Sammlung der Entscheidungen des Schweizerischen Bundesgerichts
Collection des arrêts du Tribunal fédéral suisse
Raccolta delle decisioni del Tribunale federale svizzero

BGE 81 IV 128



81 IV 128

27. Urteil des Kassationshofes vom 10. Februar 1955 i.S. Berger gegen
Generalprokurator des Kantons Bern. Regeste

    1.  Art. 249, 273 Abs. 1 lit. b, 277 bis Abs. 1 BStP. Der Kassationshof
hat die Beweiswürdigung, die den tatsächlichen Feststellun. gen der
kantonalen Behörde zugrunde liegt, auch nicht auf Ermessensüberschreitung
hin zu überprüfen (Erw. 1).

    2.  Art. 25 Abs. 1, 27 Abs. 1 MFG. Unzulässige Geschwindigkeit
innerorts und an Strassenkreuzung (Erw. 2).

Sachverhalt

    A.- Hans Berger, der in Orpund auf eigene Rechnung als Automechaniker
arbeitet, fuhr am 24. Dezember 1953 etwa um 12.50 Uhr mit seinem
Personenwagen, Modell Hansa aus dem Jahre 1936, auf 6,9 m breiter
Hauptstrasse innerorts mit mindestens 60 km/Std. von Biel her durch das
Ausserdorf Orpund gegen den zwischen dem Hause Lips und dem Postgebäude
von rechts her einmündenden Krautplätzenweg. Bevor Berger diese Einmündung
erreichte, hatte er eine ziemlich lange gerade Strecke vor sich. Nach der
Einmündung trennten ihn dagegen nur etwa 50 m von einer unübersichtlichen
Rechtsbiegung. Die Sicht in den Krautplätzenweg, einem Durchgangsweg,
an dem Automobilbesitzer wohnen und der oft auch mit Fuhrwerken befahren
wird, ist für den von Biel her Kommenden durch den Gartenzaun mit Lebhag
der Liegenschaft Lips verdeckt. Die Strasse, auf der Berger fuhr, wies
keine Fussgängersteige auf. Verschiedene private Zufahrten verbinden
sie mit den zu beiden Seiten stehenden Häusern. Das Gebiet, das Berger
durchfuhr, hat vorstädtischen Charakter.

    Beim Krautplätzenweg stiess Berger mit dem aus entgegengesetzter
Richtung kommenden Radfahrer Armin Rihs zusammen, als dieser, ohne
seine Absicht durch Ausstrecken des Armes angezeigt zu haben, gegen
den Krautplätzenweg hin abbog. Berger betätigte vor dem Zusammenstoss
kräftig die Bremsen, die nur noch gerade den Mindestanforderungen
entsprachen, prallte unter Hinterlassung einer 18,5 m langen Bremsspur
an einen Telephonmast und brachte den Wagen nach einer anschliessenden
Schleuderbewegung von etwa 4 m Länge quer in der Strasse zum Stehen.
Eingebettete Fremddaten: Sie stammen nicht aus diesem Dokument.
use serde_json::Value;
use wsync_store::{Collection, RecordStore};

use crate::error::{GateError, ValidationError};

// ---------------------------------------------------------------------------
// RecordCandidate
// ---------------------------------------------------------------------------

/// A record as assembled for a write, before it touches storage.
///
/// Fields stay loosely typed where clients can send the wrong shape:
/// `sortindex` is whatever JSON value arrived, `modified` is raw seconds.
#[derive(Clone, Debug, Default, PartialEq)]
pub struct RecordCandidate {
    pub id: Option<String>,
    pub collection: Option<Collection>,
    pub modified: Option<f64>,
    pub sortindex: Option<Value>,
    pub parentid: Option<String>,
    pub predecessorid: Option<String>,
    pub payload: Option<String>,
}

impl RecordCandidate {
    /// A candidate with only an id and a collection.
    pub fn new(id: impl Into<String>, collection: Collection) -> Self {
        Self {
            id: Some(id.into()),
            collection: Some(collection),
            ..Default::default()
        }
    }

    pub fn with_modified(mut self, secs: f64) -> Self {
        self.modified = Some(secs);
        self
    }

    pub fn with_sortindex(mut self, sortindex: impl Into<Value>) -> Self {
        self.sortindex = Some(sortindex.into());
        self
    }

    pub fn with_parentid(mut self, parentid: impl Into<String>) -> Self {
        self.parentid = Some(parentid.into());
        self
    }

    pub fn with_predecessorid(mut self, predecessorid: impl Into<String>) -> Self {
        self.predecessorid = Some(predecessorid.into());
        self
    }

    pub fn with_payload(mut self, payload: impl Into<String>) -> Self {
        self.payload = Some(payload.into());
        self
    }

    /// Byte length of the payload, if any.
    pub fn payload_size(&self) -> Option<u64> {
        self.payload.as_ref().map(|p| p.len() as u64)
    }
}

// ---------------------------------------------------------------------------
// ValidationRule trait
// ---------------------------------------------------------------------------

/// A single independent check in the validation pipeline.
///
/// Every rule runs on every candidate; a rule's verdict never depends on
/// another rule's. Rules may read the store (for referential checks) but
/// must never write it.
///
/// The trait is object-safe and `Send + Sync` so rules can be stored in
/// a `Vec<Box<dyn ValidationRule>>`.
pub trait ValidationRule: Send + Sync {
    /// Human-readable name of this rule (e.g., "id", "payload").
    fn name(&self) -> &str;

    /// Check the candidate. `Ok(None)` means the rule is satisfied.
    fn check(
        &self,
        candidate: &RecordCandidate,
        store: &dyn RecordStore,
    ) -> Result<Option<ValidationError>, GateError>;
}
use thiserror::Error;

/// Errors produced by type operations.
#[derive(Debug, Error, PartialEq, Eq)]
pub enum TypeError {
    #[error("invalid identifier: {0}")]
    InvalidId(String),

    #[error("invalid timestamp: {0}")]
    InvalidTimestamp(String),
}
    B.- Am 27. September 1954 verurteilte das Obergericht des Kantons Bern
Berger in Anwendung der Art. 25 Abs. 1 und 27 MFG zu Fr. 80.- Busse. Es
warf ihm vor, er habe die Geschwindigkeit seines Wagens den gegebenen
Strassen- und Verkehrsverhältnissen nicht angepasst. Angesichts der Häufung
von Gefahren durch die örtlichen Verhältnisse seien die eingehaltenen
60 km/Std. entschieden zu hoch gewesen. Bei dieser Fahrweise wäre Berger
nicht in der Lage gewesen, einem aus dem Krautplätzenweg kommenden Fahrzeug
den Vortritt zu lassen. Er sei ortskundig und habe die unübersichtliche
Einmündung gekannt. Er habe darauf Rücksicht zu nehmen gehabt. Zudem hätte
er dem Umstand Rechnung tragen sollen, dass er einen alten Wagen steuerte,
dessen Bremsen nur noch gerade den Mindestanforderungen entsprachen.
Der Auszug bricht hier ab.